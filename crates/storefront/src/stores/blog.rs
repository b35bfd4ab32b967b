//! Blog store: post listing, reading and editing.
//!
//! Post bodies are opaque strings here; rendering and rich-text editing
//! belong to the UI.

use std::sync::Arc;
use std::sync::atomic::{AtomicBool, AtomicU64, Ordering};

use tokio::sync::watch;
use tracing::{debug, info, instrument, warn};
use vitrine_core::PostId;

use super::InFlight;
use crate::api::{ApiClient, ApiError, Upload};
use crate::error::StoreError;
use crate::models::{Media, Post, PostInput};
use crate::notify::Notifier;

/// Observable blog state.
#[derive(Debug, Clone, PartialEq, Eq)]
pub struct BlogState {
    /// Posts of the current page.
    pub posts: Vec<Post>,
    pub page: u32,
    pub per_page: u32,
    pub total: u64,
    /// Post opened with [`BlogStore::load_post`] or last saved.
    pub current: Option<Post>,
    pub loading: bool,
    pub saving: bool,
    pub last_error: Option<String>,
}

impl BlogState {
    #[must_use]
    pub fn page_count(&self) -> u64 {
        if self.per_page == 0 {
            return 0;
        }
        self.total.div_ceil(u64::from(self.per_page))
    }
}

#[derive(Clone)]
pub struct BlogStore {
    inner: Arc<BlogInner>,
}

struct BlogInner {
    api: ApiClient,
    notifier: Notifier,
    state: watch::Sender<BlogState>,
    generation: AtomicU64,
    saving: AtomicBool,
}

impl BlogStore {
    #[must_use]
    pub fn new(api: ApiClient, notifier: Notifier, per_page: u32) -> Self {
        let (state, _) = watch::channel(BlogState {
            posts: Vec::new(),
            page: 1,
            per_page,
            total: 0,
            current: None,
            loading: false,
            saving: false,
            last_error: None,
        });
        Self {
            inner: Arc::new(BlogInner {
                api,
                notifier,
                state,
                generation: AtomicU64::new(0),
                saving: AtomicBool::new(false),
            }),
        }
    }

    #[must_use]
    pub fn snapshot(&self) -> BlogState {
        self.inner.state.borrow().clone()
    }

    #[must_use]
    pub fn subscribe(&self) -> watch::Receiver<BlogState> {
        self.inner.state.subscribe()
    }

    /// Load one page of posts, replacing the list.
    ///
    /// # Errors
    ///
    /// Returns the API error; it is also recorded in `last_error`.
    #[instrument(skip(self))]
    pub async fn load_posts(&self, page: u32) -> Result<(), StoreError> {
        let page = page.max(1);
        let generation = self.inner.generation.fetch_add(1, Ordering::AcqRel) + 1;
        let per_page = self.inner.state.borrow().per_page;
        self.inner.state.send_modify(|s| s.loading = true);

        let result = self.inner.api.list_posts(page, per_page).await;
        if self.inner.generation.load(Ordering::Acquire) != generation {
            debug!("Discarding superseded post page");
            return Ok(());
        }

        match result {
            Ok(listing) => {
                self.inner.state.send_modify(|s| {
                    s.posts = listing.items;
                    s.total = listing.total;
                    s.page = page;
                    s.loading = false;
                    s.last_error = None;
                });
                Ok(())
            }
            Err(e) => {
                let message = e.user_message();
                warn!(error = %e, "Failed to load posts");
                self.inner.state.send_modify(|s| {
                    s.loading = false;
                    s.last_error = Some(message.clone());
                });
                self.inner.notifier.error(message);
                Err(e.into())
            }
        }
    }

    /// Open a post by slug.
    ///
    /// # Errors
    ///
    /// Returns the API error; not found is recorded in `last_error` without a
    /// notification.
    #[instrument(skip(self))]
    pub async fn load_post(&self, slug: &str) -> Result<Post, StoreError> {
        match self.inner.api.get_post(slug).await {
            Ok(post) => {
                let current = post.clone();
                self.inner.state.send_modify(|s| {
                    s.current = Some(current);
                    s.last_error = None;
                });
                Ok(post)
            }
            Err(e) => {
                let message = e.user_message();
                self.inner.state.send_modify(|s| {
                    s.current = None;
                    s.last_error = Some(message.clone());
                });
                if !matches!(e, ApiError::NotFound(_)) {
                    warn!(error = %e, "Failed to load post");
                    self.inner.notifier.error(message);
                }
                Err(e.into())
            }
        }
    }

    /// # Errors
    ///
    /// Returns [`StoreError::Validation`] for invalid input, [`StoreError::Busy`]
    /// while another save runs, or the API error.
    #[instrument(skip(self, input), fields(title = %input.title))]
    pub async fn create_post(&self, input: &PostInput) -> Result<Post, StoreError> {
        let _saving = self.begin_save(input)?;
        self.mark_saving(true);

        match self.inner.api.create_post(input).await {
            Ok(post) => {
                info!(post_id = %post.id, "Post created");
                let created = post.clone();
                self.inner.state.send_modify(|s| {
                    if s.page == 1 {
                        s.posts.insert(0, created.clone());
                    }
                    s.total += 1;
                    s.current = Some(created);
                    s.saving = false;
                    s.last_error = None;
                });
                self.inner.notifier.success("Post created");
                Ok(post)
            }
            Err(e) => Err(self.fail("Could not create the post", e)),
        }
    }

    /// # Errors
    ///
    /// Same as [`create_post`](Self::create_post).
    #[instrument(skip(self, input))]
    pub async fn update_post(&self, id: PostId, input: &PostInput) -> Result<Post, StoreError> {
        let _saving = self.begin_save(input)?;
        self.mark_saving(true);

        match self.inner.api.update_post(id, input).await {
            Ok(post) => {
                let updated = post.clone();
                self.inner.state.send_modify(|s| {
                    if let Some(existing) = s.posts.iter_mut().find(|p| p.id == id) {
                        *existing = updated.clone();
                    }
                    s.current = Some(updated);
                    s.saving = false;
                    s.last_error = None;
                });
                self.inner.notifier.success("Post saved");
                Ok(post)
            }
            Err(e) => Err(self.fail("Could not save the post", e)),
        }
    }

    /// # Errors
    ///
    /// Returns [`StoreError::AuthRequired`] when signed out, or the API error.
    #[instrument(skip(self))]
    pub async fn delete_post(&self, id: PostId) -> Result<(), StoreError> {
        self.require_session()?;
        match self.inner.api.delete_post(id).await {
            Ok(()) => {
                self.inner.state.send_modify(|s| {
                    let before = s.posts.len();
                    s.posts.retain(|p| p.id != id);
                    if s.posts.len() < before {
                        s.total = s.total.saturating_sub(1);
                    }
                    if s.current.as_ref().is_some_and(|p| p.id == id) {
                        s.current = None;
                    }
                    s.last_error = None;
                });
                self.inner.notifier.success("Post deleted");
                Ok(())
            }
            Err(e) => Err(self.fail("Could not delete the post", e)),
        }
    }

    /// Upload an image and return where it is served from.
    ///
    /// # Errors
    ///
    /// Returns [`StoreError::AuthRequired`] when signed out, or the API error.
    #[instrument(skip(self, upload), fields(file_name = %upload.file_name))]
    pub async fn upload_media(&self, upload: Upload) -> Result<Media, StoreError> {
        self.require_session()?;
        self.inner
            .api
            .upload_media(upload)
            .await
            .map_err(|e| self.fail("Upload failed", e))
    }

    fn begin_save(&self, input: &PostInput) -> Result<InFlight<'_>, StoreError> {
        self.require_session()?;
        input.validate()?;
        InFlight::acquire(&self.inner.saving).ok_or(StoreError::Busy)
    }

    fn mark_saving(&self, saving: bool) {
        self.inner.state.send_modify(|s| s.saving = saving);
    }

    fn require_session(&self) -> Result<(), StoreError> {
        if self.inner.api.session().is_authenticated() {
            Ok(())
        } else {
            self.inner.notifier.warning("Sign in to manage posts");
            Err(StoreError::AuthRequired)
        }
    }

    fn fail(&self, action: &str, err: ApiError) -> StoreError {
        warn!(error = %err, "{action}");
        let message = err.user_message();
        self.inner.state.send_modify(|s| {
            s.saving = false;
            s.last_error = Some(message.clone());
        });
        self.inner.notifier.error(format!("{action}: {message}"));
        err.into()
    }
}

#[cfg(test)]
#[allow(clippy::unwrap_used)]
mod tests {
    use reqwest::StatusCode;
    use serde_json::json;
    use vitrine_core::PostStatus;

    use super::*;
    use crate::api::{ApiResponse, Method};
    use crate::testing::{self, ScriptedTransport};

    fn post_json(id: i64, title: &str) -> serde_json::Value {
        json!({"id": id, "slug": format!("post-{id}"), "title": title, "status": "published"})
    }

    fn input(title: &str) -> PostInput {
        PostInput {
            title: title.to_string(),
            body: "<p>Body</p>".to_string(),
            status: PostStatus::Published,
            ..PostInput::default()
        }
    }

    #[tokio::test]
    async fn test_load_posts_and_page_count() {
        let transport = Arc::new(ScriptedTransport::new());
        transport.route(Method::Get, "blog", |request, _| {
            assert_eq!(ScriptedTransport::query_param(request, "per_page").as_deref(), Some("2"));
            Ok(ApiResponse::json(
                StatusCode::OK,
                &json!({"items": [post_json(1, "One"), post_json(2, "Two")], "total": 5}),
            ))
        });
        let blog = BlogStore::new(testing::anonymous_client(&transport), Notifier::new(), 2);

        blog.load_posts(1).await.unwrap();
        let state = blog.snapshot();
        assert_eq!(state.posts.len(), 2);
        assert_eq!(state.page_count(), 3);
    }

    #[tokio::test]
    async fn test_create_requires_session_and_valid_input() {
        let transport = Arc::new(ScriptedTransport::new());
        let anonymous = BlogStore::new(testing::anonymous_client(&transport), Notifier::new(), 10);
        assert!(matches!(
            anonymous.create_post(&input("Hello")).await,
            Err(StoreError::AuthRequired)
        ));

        let blog = BlogStore::new(testing::signed_in_client(&transport).await, Notifier::new(), 10);
        assert!(matches!(
            blog.create_post(&input("   ")).await,
            Err(StoreError::Validation(_))
        ));
        assert!(transport.calls().is_empty());
    }

    #[tokio::test]
    async fn test_create_prepends_and_notifies() {
        let transport = Arc::new(ScriptedTransport::new());
        transport.reply(Method::Post, "blog", StatusCode::CREATED, post_json(9, "Fresh"));
        let notifier = Notifier::new();
        let mut notices = notifier.subscribe();
        let blog = BlogStore::new(testing::signed_in_client(&transport).await, notifier, 10);

        let post = blog.create_post(&input("Fresh")).await.unwrap();
        assert_eq!(post.id, PostId::new(9));
        let state = blog.snapshot();
        assert_eq!(state.posts[0].title, "Fresh");
        assert_eq!(state.total, 1);
        assert!(!state.saving);
        assert_eq!(notices.try_recv().unwrap().message, "Post created");
    }

    #[tokio::test]
    async fn test_missing_post_is_recorded_quietly() {
        let transport = Arc::new(ScriptedTransport::new());
        let notifier = Notifier::new();
        let mut notices = notifier.subscribe();
        let blog = BlogStore::new(testing::anonymous_client(&transport), notifier, 10);

        assert!(blog.load_post("nope").await.is_err());
        assert!(blog.snapshot().last_error.is_some());
        assert!(notices.try_recv().is_err());
    }

    #[tokio::test]
    async fn test_delete_removes_from_list() {
        let transport = Arc::new(ScriptedTransport::new());
        transport.reply(Method::Get, "blog", StatusCode::OK, json!({"items": [post_json(1, "One")], "total": 1}));
        transport.reply(Method::Delete, "blog/1", StatusCode::NO_CONTENT, json!(null));
        let blog = BlogStore::new(testing::signed_in_client(&transport).await, Notifier::new(), 10);
        blog.load_posts(1).await.unwrap();

        blog.delete_post(PostId::new(1)).await.unwrap();
        let state = blog.snapshot();
        assert!(state.posts.is_empty());
        assert_eq!(state.total, 0);
    }
}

• What is needed: The expected answer is a copy of each line above containing "reply".

• Response for this exercise:
        transport.reply(Method::Post, "blog", StatusCode::CREATED, post_json(9, "Fresh"));
        transport.reply(Method::Get, "blog", StatusCode::OK, json!({"items": [post_json(1, "One")], "total": 1}));
        transport.reply(Method::Delete, "blog/1", StatusCode::NO_CONTENT, json!(null));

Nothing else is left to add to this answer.